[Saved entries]
——————————

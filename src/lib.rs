pub mod config;
pub mod storage;
pub mod writer;

// Driver modules (point to project root drivers via path attribute) / 驱动模块
#[path = "../drivers/mod.rs"]
pub mod drivers;

pub use storage::{Capability, DriverBox, StorageDriver, WriteOptions};
pub use writer::{ObjectWriter, Writer, WriterError};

——————————

Brief> Every entry should be reproduced exactly, with no part omitted.

Exercise result>
filename src/lib.rs
pub mod config;
pub mod storage;
pub mod writer;

// Driver modules (point to project root drivers via path attribute) / 驱动模块
#[path = "../drivers/mod.rs"]
pub mod drivers;

pub use storage::{Capability, DriverBox, StorageDriver, WriteOptions};
pub use writer::{ObjectWriter, Writer, WriterError};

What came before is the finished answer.